Deputada Luciana Rafagnin (PT) propõe melhorias e adequações na lei sobre os direitos das pessoas com TEA
Por meio de um projeto de lei, apresentado nesta semana na Assembleia Legislativa do Paraná, a deputada estadual Luciana Rafagnin (PT) propõe alterações na Lei 17.555/2013, que institui as diretrizes para a política estadual de proteção dos direitos da pessoa com Transtorno do Espectro Autista (TEA), a fim de adequar e melhorar a garantia desses direitos no dia a dia. “A aprovação desse projeto, que insere melhorias na legislação do autismo, é muito importante para a eficácia da inclusão social e para assegurar mais dignidades às famílias que convivem com o TEA”, disse Luciana.
A deputada lembra que, há mais de dez anos, o Paraná tem uma lei de diretrizes, mas só agora se movem esforços coletivos, a partir do Poder Legislativo, para de fato formular e implementar uma política estadual consistente e regulamentada pelo Executivo que uniformize e democratize com todos os municípios e regiões do estado os avanços nas gestões públicas, por exemplo, percebidos em algumas cidades maiores ou onde a sensibilidade despertada no campo pessoal e familiar chega até a máquina administrativa.
“Precisa que os avanços já conhecidos e comprovados, que melhoram a vida das pessoas, muitas vezes procedimentos básicos, essenciais, cheguem até as regiões mais distantes da Capital e nos menores municípios do interior, pois são direitos das crianças, adultos com TEA e das famílias, não importa onde estejam”, acrescenta Luciana.

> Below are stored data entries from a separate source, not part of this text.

use crate::{association, eager, Db, Included, Relation, Result};

use minirecord_core::{
    schema::{Associations, Model},
    stmt::{Attributes, RecordSet, Value},
};
use minirecord_sql::stmt::{Insert, Select, Update};

/// Column holding each record's identity.
pub(crate) const PRIMARY_KEY: &str = "id";

/// A type bound to one database table, one instance per row.
///
/// Implemented with `#[derive(Record)]`. The derive supplies the type's
/// metadata and the uniform [`read`](Record::read) / [`write`](Record::write)
/// accessors; everything else is provided in terms of those.
pub trait Record: Sized + Clone + core::fmt::Debug + 'static {
    /// Type name, used to look the type up in a [`Db`]'s schema
    const NAME: &'static str;

    const TABLE_NAME: &'static str;

    /// Columns backed by the struct's fields, in declaration order
    const COLUMNS: &'static [&'static str];

    /// Direct associations declared on the type
    fn associations() -> Associations;

    /// An instance with every attribute unset.
    fn blank() -> Self;

    /// Reads one attribute. An unset attribute reads as `NULL`.
    fn read(&self, column: &str) -> Result<Value>;

    /// Writes one attribute. `NULL` unsets it.
    fn write(&mut self, column: &str, value: Value) -> Result<()>;

    fn table_name() -> &'static str {
        Self::TABLE_NAME
    }

    /// The type's registered metadata.
    fn model(db: &Db) -> Result<&Model> {
        db.schema().model(Self::NAME)
    }

    /// Reflected column names, in table order.
    fn columns(db: &Db) -> Result<&[String]> {
        Ok(Self::model(db)?.columns())
    }

    /// Builds an instance from an attribute map. Any key that is not a
    /// column fails with an unknown attribute error.
    fn new(attrs: impl Into<Attributes>) -> Result<Self> {
        let mut record = Self::blank();

        for (column, value) in attrs.into() {
            record.write(&column, value)?;
        }

        Ok(record)
    }

    /// One instance per row.
    fn parse_all(rows: RecordSet) -> Result<Vec<Self>> {
        rows.into_attributes().map(Self::new).collect()
    }

    fn all(db: &Db) -> Result<Vec<Self>> {
        let model = Self::model(db)?;
        let rows = db.exec(Select::all(model.table_name()))?.into_rows();
        Self::parse_all(rows)
    }

    /// The record with the given id, or `None`.
    fn find(db: &Db, id: i64) -> Result<Option<Self>> {
        let model = Self::model(db)?;
        let rows = db
            .exec(Select::find(model.table_name(), PRIMARY_KEY, id))?
            .into_rows();
        Ok(Self::parse_all(rows)?.into_iter().next())
    }

    /// A lazy query for the records matching every criterion.
    fn filter(db: &Db, criteria: impl Into<Attributes>) -> Relation<'_, Self> {
        Relation::new(db, criteria.into())
    }

    /// The attributes that are set, in declaration order.
    fn attributes(&self) -> Result<Attributes> {
        let mut attributes = Attributes::with_capacity(Self::COLUMNS.len());

        for &column in Self::COLUMNS {
            let value = self.read(column)?;
            if !value.is_null() {
                attributes.insert(column, value);
            }
        }

        Ok(attributes)
    }

    /// Every attribute, in reflected column order.
    fn attribute_values(&self, db: &Db) -> Result<Vec<Value>> {
        Self::columns(db)?
            .iter()
            .map(|column| self.read(column))
            .collect()
    }

    /// Inserts every column, then takes the id the database assigned.
    fn insert(&mut self, db: &Db) -> Result<()> {
        let model = Self::model(db)?;
        let values = self.attribute_values(db)?;

        db.exec(Insert::new(
            model.table_name(),
            model.columns().to_vec(),
            values,
        ))?;

        let id = db.last_insert_id()?;
        self.write(PRIMARY_KEY, Value::Integer(id))
    }

    /// Writes every column to the row with this record's id.
    fn update(&self, db: &Db) -> Result<()> {
        let model = Self::model(db)?;

        let mut assignments = Vec::with_capacity(model.columns().len());
        for column in model.columns() {
            assignments.push((column.clone(), self.read(column)?));
        }

        db.exec(Update::by_key(
            model.table_name(),
            assignments,
            PRIMARY_KEY,
            self.read(PRIMARY_KEY)?,
        ))?;
        Ok(())
    }

    /// Inserts when the id is unset, otherwise updates.
    fn save(&mut self, db: &Db) -> Result<()> {
        if self.read(PRIMARY_KEY)?.is_null() {
            self.insert(db)
        } else {
            self.update(db)
        }
    }

    /// The target of a belongs-to association: the first record whose
    /// primary key equals this record's foreign key.
    fn belongs_to<T: Record>(&self, db: &Db, name: &str) -> Result<Option<T>> {
        association::belongs_to(self, db, name)
    }

    /// The records of a has-many association, as a lazy query.
    fn has_many<'db, T: Record>(&self, db: &'db Db, name: &str) -> Result<Relation<'db, T>> {
        association::has_many(self, db, name)
    }

    /// Follows the belongs-to association `through`, then the belongs-to
    /// association `source` declared on its target, in one join query.
    fn has_one_through<T: Record>(&self, db: &Db, through: &str, source: &str) -> Result<Option<T>> {
        association::has_one_through(self, db, through, source)
    }

    /// Follows the belongs-to association `through`, then the has-many
    /// association `source` declared on its target, in one join query.
    fn has_many_through<T: Record>(&self, db: &Db, through: &str, source: &str) -> Result<Vec<T>> {
        association::has_many_through(self, db, through, source)
    }

    /// Loads every record together with its `name` association using
    /// exactly two queries.
    fn includes<A: Record>(db: &Db, name: &str) -> Result<Vec<Included<Self, A>>> {
        eager::includes(db, name)
    }
}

Um desses direitos que precisam ser efetivados em uma política estadual é o do diagnóstico precoce e o da garantia de acessibilidade, fundamentais para assegurar um tratamento digno e adequado o quanto antes, um desenvolvimento mais eficaz, uma socialização mais rápida e uma convivência com a menor carga de sofrimentos e de privações possível. A proteção, assistência social e o acompanhamento psicológico aos familiares ou responsáveis por pessoas com TEA, também assegurados em dispositivos legais, precisam chegar no dia a dia e no orçamento do estado para irradiar essa padronização e intersetorialidade no fluxo de execução para as demais esferas municipais e regionais da administração pública.
Por meio da Assistência Social, a deputada ressalta que a efetivação de uma política específica também favorece a possibilidade de se requisitar benefícios previdenciários, como o da prestação continuada (BPC), pelas famílias que convivem com graus acentuados do transtorno e cuja dedicação inviabiliza o trabalho e impossibilita a geração de renda necessária à sua sobrevivência.

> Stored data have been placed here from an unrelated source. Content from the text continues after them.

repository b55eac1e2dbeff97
use super::Error;

/// Error when an operation is requested on something that does not support
/// it, e.g. resolving a two-hop association through a has-many descriptor.
#[derive(Debug)]
pub(super) struct UnsupportedOperationError {
    message: Box<str>,
}

impl std::error::Error for UnsupportedOperationError {}

impl core::fmt::Display for UnsupportedOperationError {
    fn fmt(&self, f: &mut core::fmt::Formatter) -> core::fmt::Result {
        write!(f, "unsupported operation: {}", self.message)
    }
}

impl Error {
    pub fn unsupported_operation(message: impl Into<String>) -> Error {
        Error::from(super::ErrorKind::UnsupportedOperation(
            UnsupportedOperationError {
                message: message.into().into(),
            },
        ))
    }

    pub fn is_unsupported_operation(&self) -> bool {
        matches!(self.kind(), super::ErrorKind::UnsupportedOperation(_))
    }
}
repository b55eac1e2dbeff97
use super::Expr;

/// `JOIN <table> ON <on>`
#[derive(Debug, Clone, PartialEq)]
pub struct Join {
    pub table: String,
    pub on: Expr,
}
use super::{Formatter, ToSql};

use minirecord_core::stmt::Value;

pub trait Params {
    fn push(&mut self, param: &Value) -> Placeholder;
}

/// A 1-based positional parameter, written as `?N`.
#[derive(Debug, Clone, Copy, PartialEq, Eq)]
pub struct Placeholder(pub usize);

impl Params for Vec<Value> {
    fn push(&mut self, value: &Value) -> Placeholder {
        self.push(value.clone());
        Placeholder(self.len())
    }
}

impl ToSql for Placeholder {
    fn to_sql<P: Params>(self, f: &mut Formatter<'_, P>) {
        use std::fmt::Write;

        let _ = write!(f.dst, "?{}", self.0);
    }
}
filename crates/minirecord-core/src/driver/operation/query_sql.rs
use super::Operation;

use crate::stmt::Value;

#[derive(Debug, Clone, PartialEq)]
pub struct QuerySql {
    /// The SQL query to execute
    pub sql: String,

    /// Positional parameters, bound in order to the `?` placeholders
    pub params: Vec<Value>,
}

impl QuerySql {
    pub fn new(sql: impl Into<String>, params: Vec<Value>) -> Self {
        Self {
            sql: sql.into(),
            params,
        }
    }
}

impl From<QuerySql> for Operation {
    fn from(value: QuerySql) -> Self {
        Self::QuerySql(value)
    }
}
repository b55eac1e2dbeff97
use crate::{db::ConnectionManager, Result};

use minirecord_core::driver::operation::QuerySql;
use minirecord_sql::{stmt::Select, Serializer, Statement};

/// Column names of `table`, in table order.
///
/// Issues a zero-row `SELECT *` and reads the header of the result set.
pub fn columns_for(connection: &ConnectionManager, table: &str) -> Result<Vec<String>> {
    let mut params = vec![];
    let sql = Serializer::new().serialize(&Statement::from(Select::columns_of(table)), &mut params);

    let rows = connection.exec(QuerySql::new(sql, params).into())?.into_rows();
    let columns = rows.columns().to_vec();

    tracing::debug!(table, ?columns, "reflected table columns");
    Ok(columns)
}
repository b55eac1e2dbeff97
use super::Error;
use crate::stmt::Value;

/// Error when a value cannot be converted to the expected type.
#[derive(Debug)]
pub(super) struct TypeConversionError {
    value: Value,
    to_type: &'static str,
}

impl std::error::Error for TypeConversionError {}

impl core::fmt::Display for TypeConversionError {
    fn fmt(&self, f: &mut core::fmt::Formatter) -> core::fmt::Result {
        write!(
            f,
            "cannot convert {} to {}",
            self.value.type_name(),
            self.to_type
        )
    }
}

impl Error {
    pub fn type_conversion(value: Value, to_type: &'static str) -> Error {
        Error::from(super::ErrorKind::TypeConversion(TypeConversionError {
            value,
            to_type,
        }))
    }

    pub fn is_type_conversion(&self) -> bool {
        matches!(self.kind(), super::ErrorKind::TypeConversion(_))
    }
}
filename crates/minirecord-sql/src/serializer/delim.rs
use super::{Formatter, Params, ToSql};

/// Comma delimited
pub(super) struct Comma<L>(pub(super) L);

/// Delimited by an arbitrary separator
pub(super) struct Delimited<L>(pub(super) L, pub(super) &'static str);

impl<L> ToSql for Comma<L>
where
    L: IntoIterator,
    L::Item: ToSql,
{
    fn to_sql<P: Params>(self, f: &mut Formatter<'_, P>) {
        Delimited(self.0, ", ").to_sql(f);
    }
}

impl<L> ToSql for Delimited<L>
where
    L: IntoIterator,
    L::Item: ToSql,
{
    fn to_sql<P: Params>(self, f: &mut Formatter<'_, P>) {
        let mut s = "";
        for i in self.0 {
            fmt!(f, s i);
            s = self.1;
        }
    }
}
#[macro_use]
mod fmt;
use fmt::ToSql;

mod delim;
use delim::{Comma, Delimited};

mod params;
pub use params::{Params, Placeholder};

// Fragment serializers
mod expr;
mod statement;

use crate::stmt::Statement;

/// Serialize a statement to a SQL string
#[derive(Debug, Default, Clone, Copy)]
pub struct Serializer {
    _priv: (),
}

struct Formatter<'a, T> {
    /// Where to write the serialized SQL
    dst: &'a mut String,

    /// Where to store parameters
    params: &'a mut T,
}

impl Serializer {
    pub fn new() -> Serializer {
        Serializer { _priv: () }
    }

    /// Writes `stmt` as SQLite SQL, pushing every bound value into `params`
    /// in placeholder order.
    pub fn serialize(&self, stmt: &Statement, params: &mut impl Params) -> String {
        let mut ret = String::new();

        let mut fmt = Formatter {
            dst: &mut ret,
            params,
        };

        stmt.to_sql(&mut fmt);

        ret.push(';');
        ret
    }
}
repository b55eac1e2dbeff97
use super::Error;

/// A one-off error carrying only a message.
#[derive(Debug)]
pub(super) struct AdhocError {
    message: Box<str>,
}

impl AdhocError {
    pub(super) fn new(message: String) -> Self {
        AdhocError {
            message: message.into(),
        }
    }
}

impl std::error::Error for AdhocError {}

impl core::fmt::Display for AdhocError {
    fn fmt(&self, f: &mut core::fmt::Formatter) -> core::fmt::Result {
        f.write_str(&self.message)
    }
}

impl Error {
    /// Creates an ad hoc error from format arguments. Used by the `bail!` and
    /// `err!` macros.
    pub fn from_args(args: core::fmt::Arguments<'_>) -> Error {
        Error::from(super::ErrorKind::Adhoc(AdhocError::new(args.to_string())))
    }

    /// Returns `true` if this error is an ad hoc error.
    pub fn is_adhoc(&self) -> bool {
        matches!(self.kind(), super::ErrorKind::Adhoc(_))
    }
}
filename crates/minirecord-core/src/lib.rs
#[macro_use]
mod macros;

pub mod driver;
pub use driver::{Connection, Driver};

mod error;
pub use error::{Error, IntoError};

pub mod schema;
pub use schema::Schema;

pub mod stmt;

/// A Result type alias that uses minirecord's [`Error`] type.
pub type Result<T> = core::result::Result<T, Error>;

Por fim, as lacunas legislativas se estendem à área da educação, que, assim como a saúde e a assistência social, são essenciais para proporcionar uma vida melhor às pessoas com Transtorno do Espectro Autista. “Em muitos casos, quando a criança autista avança nos estudos, migra do atendimento na rede municipal para a rede estadual, alguns serviços não acompanham, a exemplo de terapias específicas, de assistência direta e de saúde especializada. É preciso que haja uma articulação, a fim de que o estudante não seja prejudicado”, comenta o doutor em educação e professor da Unioeste Campus Francisco Beltrão, André Paulo Castanha, que é também pai de criança autista.

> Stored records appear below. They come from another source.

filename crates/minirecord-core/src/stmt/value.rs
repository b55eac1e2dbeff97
use std::hash::{Hash, Hasher};

/// A single column value, as stored by the database.
///
/// The variants mirror SQLite's storage classes. Values are passed to and
/// from the driver as-is; no coercion happens beyond what the driver does.
#[derive(Debug, Clone, Default)]
pub enum Value {
    /// SQL `NULL`, also the value of any attribute that was never set.
    #[default]
    Null,
    Integer(i64),
    Real(f64),
    Text(String),
    Blob(Vec<u8>),
}

impl Value {
    pub fn is_null(&self) -> bool {
        matches!(self, Value::Null)
    }

    pub fn as_i64(&self) -> Option<i64> {
        match self {
            Value::Integer(v) => Some(*v),
            _ => None,
        }
    }

    pub fn as_str(&self) -> Option<&str> {
        match self {
            Value::Text(v) => Some(v),
            _ => None,
        }
    }

    /// Storage class name, used in error messages.
    pub fn type_name(&self) -> &'static str {
        match self {
            Value::Null => "null",
            Value::Integer(_) => "integer",
            Value::Real(_) => "real",
            Value::Text(_) => "text",
            Value::Blob(_) => "blob",
        }
    }
}

// Reals compare by bit pattern so that `Value` can key the eager-load index.
impl PartialEq for Value {
    fn eq(&self, other: &Self) -> bool {
        match (self, other) {
            (Value::Null, Value::Null) => true,
            (Value::Integer(a), Value::Integer(b)) => a == b,
            (Value::Real(a), Value::Real(b)) => a.to_bits() == b.to_bits(),
            (Value::Text(a), Value::Text(b)) => a == b,
            (Value::Blob(a), Value::Blob(b)) => a == b,
            _ => false,
        }
    }
}

impl Eq for Value {}

impl Hash for Value {
    fn hash<H: Hasher>(&self, state: &mut H) {
        core::mem::discriminant(self).hash(state);

        match self {
            Value::Null => {}
            Value::Integer(v) => v.hash(state),
            Value::Real(v) => v.to_bits().hash(state),
            Value::Text(v) => v.hash(state),
            Value::Blob(v) => v.hash(state),
        }
    }
}

impl core::fmt::Display for Value {
    fn fmt(&self, f: &mut core::fmt::Formatter<'_>) -> core::fmt::Result {
        match self {
            Value::Null => f.write_str("NULL"),
            Value::Integer(v) => write!(f, "{v}"),
            Value::Real(v) => write!(f, "{v}"),
            Value::Text(v) => write!(f, "{v:?}"),
            Value::Blob(v) => write!(f, "<{} bytes>", v.len()),
        }
    }
}

impl From<i64> for Value {
    fn from(value: i64) -> Self {
        Value::Integer(value)
    }
}

impl From<i32> for Value {
    fn from(value: i32) -> Self {
        Value::Integer(value.into())
    }
}

impl From<f64> for Value {
    fn from(value: f64) -> Self {
        Value::Real(value)
    }
}

impl From<bool> for Value {
    fn from(value: bool) -> Self {
        Value::Integer(value as i64)
    }
}

impl From<&str> for Value {
    fn from(value: &str) -> Self {
        Value::Text(value.to_string())
    }
}

impl From<String> for Value {
    fn from(value: String) -> Self {
        Value::Text(value)
    }
}

impl From<Vec<u8>> for Value {
    fn from(value: Vec<u8>) -> Self {
        Value::Blob(value)
    }
}

impl<T: Into<Value>> From<Option<T>> for Value {
    fn from(value: Option<T>) -> Self {
        match value {
            Some(value) => value.into(),
            None => Value::Null,
        }
    }
}
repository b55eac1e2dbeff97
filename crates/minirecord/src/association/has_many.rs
use super::{declared, wrong_kind};
use crate::{Db, Record, Relation, Result};

use minirecord_core::stmt::Attributes;

pub(crate) fn has_many<'db, S: Record, T: Record>(
    record: &S,
    db: &'db Db,
    name: &str,
) -> Result<Relation<'db, T>> {
    let association = declared::<S, T>(db, name)?;

    let Some(has_many) = association.as_has_many() else {
        return Err(wrong_kind(S::model(db)?, association, "has_many"));
    };

    let mut criteria = Attributes::with_capacity(1);
    criteria.insert(&has_many.foreign_key, record.read(&has_many.primary_key)?);

    Ok(T::filter(db, criteria))
}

Grande parte das questões estão amparadas na Convenção Sobre os Direitos das Pessoas com Deficiência, promulgada pelo Decreto Federal nº 6.949, de 25 de agosto de 2009, a partir da ratificação do Brasil a esse instrumento da Organização das Nações Unidas (ONU). “Na ausência do estado, as famílias buscam atendimento especializado e alternativas, onde isso é possível, na rede privada. Mas e quem não tem condições de pagar ou não tem acesso, como faz?”, questiona a deputada Luciana. “É preciso estabelecer uma política estadual clara e regulamentada para que não se aprofunde o fosso da desigualdade social ainda mais por omissão dos poderes públicos nessa questão”, conclui ela.